//! Image normalisation – turns whatever the store hands back into a PNG or
//! JPEG the compositor can place.
//!
//! PNG and JPEG pass through untouched (only the header is read for the
//! pixel size). Every other format the `image` crate can decode is
//! rasterised and re-encoded losslessly as PNG.

use std::io::Cursor;

use ::image::codecs::jpeg::JpegDecoder;
use ::image::{ColorType, DynamicImage, ImageDecoder, ImageFormat, ImageReader};

use crate::error::ImageDecodeError;

/// Colour model of a JPEG, from the component count in its frame header.
#[derive(Debug, Clone, Copy, PartialEq, Eq)]
pub enum JpegColor {
    Gray,
    Rgb,
    Cmyk,
}

impl JpegColor {
    fn from_components(components: u8) -> Option<Self> {
        match components {
            1 => Some(JpegColor::Gray),
            3 => Some(JpegColor::Rgb),
            4 => Some(JpegColor::Cmyk),
            _ => None,
        }
    }

    /// PDF colour space name for the DCT stream.
    pub fn color_space(self) -> &'static str {
        match self {
            JpegColor::Gray => "DeviceGray",
            JpegColor::Rgb => "DeviceRGB",
            JpegColor::Cmyk => "DeviceCMYK",
        }
    }
}

/// Raster encodings the compositor embeds directly.
#[derive(Debug, Clone, Copy, PartialEq, Eq)]
pub enum EmbedFormat {
    Png,
    /// JPEG data is embedded as a DCT stream.
    Jpeg { color: JpegColor },
}

/// An image ready for embedding.
#[derive(Debug, Clone, PartialEq)]
pub struct EmbeddableImage {
    pub format: EmbedFormat,
    pub bytes: Vec<u8>,
    pub width: u32,
    pub height: u32,
}

impl EmbeddableImage {
    pub fn is_png(&self) -> bool {
        self.format == EmbedFormat::Png
    }
}

/// What a declared content type says about the payload.
#[derive(Debug, Clone, Copy, PartialEq, Eq)]
enum Declared {
    Png,
    Jpeg,
    Other,
}

fn classify(content_type: Option<&str>) -> Declared {
    let Some(ct) = content_type else {
        return Declared::Other;
    };
    let essence = ct.split(';').next().unwrap_or("").trim().to_ascii_lowercase();
    match essence.as_str() {
        "image/png" => Declared::Png,
        "image/jpeg" | "image/jpg" | "image/pjpeg" => Declared::Jpeg,
        _ => Declared::Other,
    }
}

/// Normalise `bytes` into an embeddable image.
///
/// `declared_content_type` is the type reported by whoever served the bytes
/// (HTTP header, data-URI header, file extension). A PNG/JPEG declaration is
/// trusted for the pass-through path; if the bytes do not actually parse as
/// that format the call fails rather than guessing.
pub fn normalize(
    bytes: &[u8],
    declared_content_type: Option<&str>,
) -> Result<EmbeddableImage, ImageDecodeError> {
    if bytes.is_empty() {
        return Err(ImageDecodeError("empty image data".to_string()));
    }

    match classify(declared_content_type) {
        Declared::Png => {
            let (width, height) = ImageReader::with_format(Cursor::new(bytes), ImageFormat::Png)
                .into_dimensions()
                .map_err(|e| ImageDecodeError(format!("PNG header: {e}")))?;
            Ok(EmbeddableImage {
                format: EmbedFormat::Png,
                bytes: bytes.to_vec(),
                width,
                height,
            })
        }
        Declared::Jpeg => {
            let decoder = JpegDecoder::new(Cursor::new(bytes))
                .map_err(|e| ImageDecodeError(format!("JPEG header: {e}")))?;
            let (width, height) = decoder.dimensions();
            // The decoder reports CMYK input as converted RGB, so the frame
            // header is the only reliable source for the stream's layout.
            let Some(color) = jpeg_components(bytes).and_then(JpegColor::from_components) else {
                return reencode_png(bytes, declared_content_type);
            };
            Ok(EmbeddableImage {
                format: EmbedFormat::Jpeg { color },
                bytes: bytes.to_vec(),
                width,
                height,
            })
        }
        Declared::Other => reencode_png(bytes, declared_content_type),
    }
}

/// Component count from the first start-of-frame marker.
pub fn jpeg_components(data: &[u8]) -> Option<u8> {
    if data.len() < 4 || data[0] != 0xFF || data[1] != 0xD8 {
        return None;
    }
    let mut pos = 2;
    while pos + 1 < data.len() {
        if data[pos] != 0xFF {
            pos += 1;
            continue;
        }
        let marker = data[pos + 1];
        pos += 2;
        match marker {
            // Fill bytes and standalone markers carry no segment.
            0xFF => pos -= 1,
            0x00 | 0x01 | 0xD0..=0xD8 => {}
            0xC0..=0xC3 | 0xC5..=0xC7 | 0xC9..=0xCB | 0xCD..=0xCF => {
                // length(2) precision(1) height(2) width(2) components(1)
                return data.get(pos + 7).copied();
            }
            0xD9 | 0xDA => return None,
            _ => {
                let len = u16::from_be_bytes([*data.get(pos)?, *data.get(pos + 1)?]);
                pos += usize::from(len);
            }
        }
    }
    None
}

/// Decode with the format sniffed from the bytes, then write a PNG.
fn reencode_png(
    bytes: &[u8],
    declared_content_type: Option<&str>,
) -> Result<EmbeddableImage, ImageDecodeError> {
    let decoded = ::image::load_from_memory(bytes).map_err(|e| {
        ImageDecodeError(format!(
            "{} ({e})",
            declared_content_type.unwrap_or("unknown content type")
        ))
    })?;

    // The PNG encoder has no float sample support.
    let bitmap = match decoded.color() {
        ColorType::Rgb32F | ColorType::Rgba32F => DynamicImage::ImageRgba8(decoded.to_rgba8()),
        _ => decoded,
    };

    let mut out = Vec::new();
    bitmap
        .write_to(&mut Cursor::new(&mut out), ImageFormat::Png)
        .map_err(|e| ImageDecodeError(format!("PNG encode: {e}")))?;

    log::debug!(
        "re-encoded {} image ({}x{}) as PNG",
        declared_content_type.unwrap_or("untyped"),
        bitmap.width(),
        bitmap.height()
    );

    Ok(EmbeddableImage {
        format: EmbedFormat::Png,
        bytes: out,
        width: bitmap.width(),
        height: bitmap.height(),
    })
}

#[cfg(test)]
mod tests {
    use super::*;
    use ::image::{Rgb, RgbImage, Rgba, RgbaImage};

    fn encode(img: DynamicImage, format: ImageFormat) -> Vec<u8> {
        let mut out = Vec::new();
        img.write_to(&mut Cursor::new(&mut out), format).unwrap();
        out
    }

    fn checker(w: u32, h: u32) -> RgbImage {
        RgbImage::from_fn(w, h, |x, y| {
            if (x + y) % 2 == 0 {
                Rgb([200, 30, 30])
            } else {
                Rgb([10, 10, 10])
            }
        })
    }

    #[test]
    fn png_passes_through_unchanged() {
        let png = encode(DynamicImage::ImageRgb8(checker(7, 5)), ImageFormat::Png);
        let out = normalize(&png, Some("image/png")).unwrap();
        assert!(out.is_png());
        assert_eq!(out.bytes, png);
        assert_eq!((out.width, out.height), (7, 5));
    }

    #[test]
    fn jpeg_passes_through_unchanged() {
        let jpg = encode(DynamicImage::ImageRgb8(checker(16, 9)), ImageFormat::Jpeg);
        let out = normalize(&jpg, Some("image/jpg")).unwrap();
        assert_eq!(out.format, EmbedFormat::Jpeg { color: JpegColor::Rgb });
        assert_eq!(out.bytes, jpg);
        assert_eq!((out.width, out.height), (16, 9));
    }

    #[test]
    fn gray_jpeg_is_detected() {
        let gray = ::image::GrayImage::from_fn(8, 8, |x, _| ::image::Luma([(x * 30) as u8]));
        let jpg = encode(DynamicImage::ImageLuma8(gray), ImageFormat::Jpeg);
        assert_eq!(jpeg_components(&jpg), Some(1));
        let out = normalize(&jpg, Some("image/jpeg")).unwrap();
        assert_eq!(out.format, EmbedFormat::Jpeg { color: JpegColor::Gray });
    }

    #[test]
    fn frame_header_component_count() {
        // SOI, APP14 "Adobe" segment, then a progressive SOF with 4 components.
        let mut cmyk = vec![0xFF, 0xD8, 0xFF, 0xEE, 0x00, 0x07, b'A', b'd', b'o', b'b', b'e'];
        cmyk.extend_from_slice(&[0xFF, 0xFF, 0xC2, 0x00, 0x14, 0x08, 0x00, 0x10, 0x00, 0x20, 0x04]);
        assert_eq!(jpeg_components(&cmyk), Some(4));
        assert_eq!(JpegColor::from_components(4), Some(JpegColor::Cmyk));
        assert_eq!(JpegColor::Cmyk.color_space(), "DeviceCMYK");

        let jpg = encode(DynamicImage::ImageRgb8(checker(4, 4)), ImageFormat::Jpeg);
        assert_eq!(jpeg_components(&jpg), Some(3));
        assert_eq!(jpeg_components(b"\xFF\xD8"), None);
        assert_eq!(jpeg_components(b"not a jpeg"), None);
    }

    #[test]
    fn bmp_is_reencoded_as_png_with_same_size() {
        let bmp = encode(DynamicImage::ImageRgb8(checker(13, 4)), ImageFormat::Bmp);
        let out = normalize(&bmp, Some("image/bmp")).unwrap();
        assert!(out.is_png());
        let back = ::image::load_from_memory_with_format(&out.bytes, ImageFormat::Png).unwrap();
        assert_eq!((back.width(), back.height()), (13, 4));
    }

    #[test]
    fn webp_is_reencoded_as_png_with_same_size() {
        let rgba = RgbaImage::from_pixel(12, 8, Rgba([0, 120, 110, 255]));
        let webp = encode(DynamicImage::ImageRgba8(rgba), ImageFormat::WebP);
        let out = normalize(&webp, Some("image/webp")).unwrap();
        assert!(out.is_png());
        assert_eq!((out.width, out.height), (12, 8));
    }

    #[test]
    fn missing_content_type_sniffs_format() {
        let gif = encode(DynamicImage::ImageRgba8(RgbaImage::new(3, 3)), ImageFormat::Gif);
        let out = normalize(&gif, None).unwrap();
        assert!(out.is_png());
        assert_eq!((out.width, out.height), (3, 3));
    }

    #[test]
    fn content_type_parameters_are_ignored() {
        let png = encode(DynamicImage::ImageRgb8(checker(2, 2)), ImageFormat::Png);
        let out = normalize(&png, Some("Image/PNG; charset=binary")).unwrap();
        assert_eq!(out.bytes, png);
    }

    #[test]
    fn corrupt_bytes_fail() {
        assert!(normalize(b"not an image at all", Some("image/webp")).is_err());
        assert!(normalize(b"not a png", Some("image/png")).is_err());
        assert!(normalize(&[], None).is_err());
    }
}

□ □ □ □ □

DESCRIPTION OF THE TASK ->
Reproduce every line of the listing above in which the string "Cursor" appears.

REPLY TO THE EXERCISE ->
use std::io::Cursor;
            let (width, height) = ImageReader::with_format(Cursor::new(bytes), ImageFormat::Png)
            let decoder = JpegDecoder::new(Cursor::new(bytes))
        .write_to(&mut Cursor::new(&mut out), ImageFormat::Png)
        img.write_to(&mut Cursor::new(&mut out), format).unwrap();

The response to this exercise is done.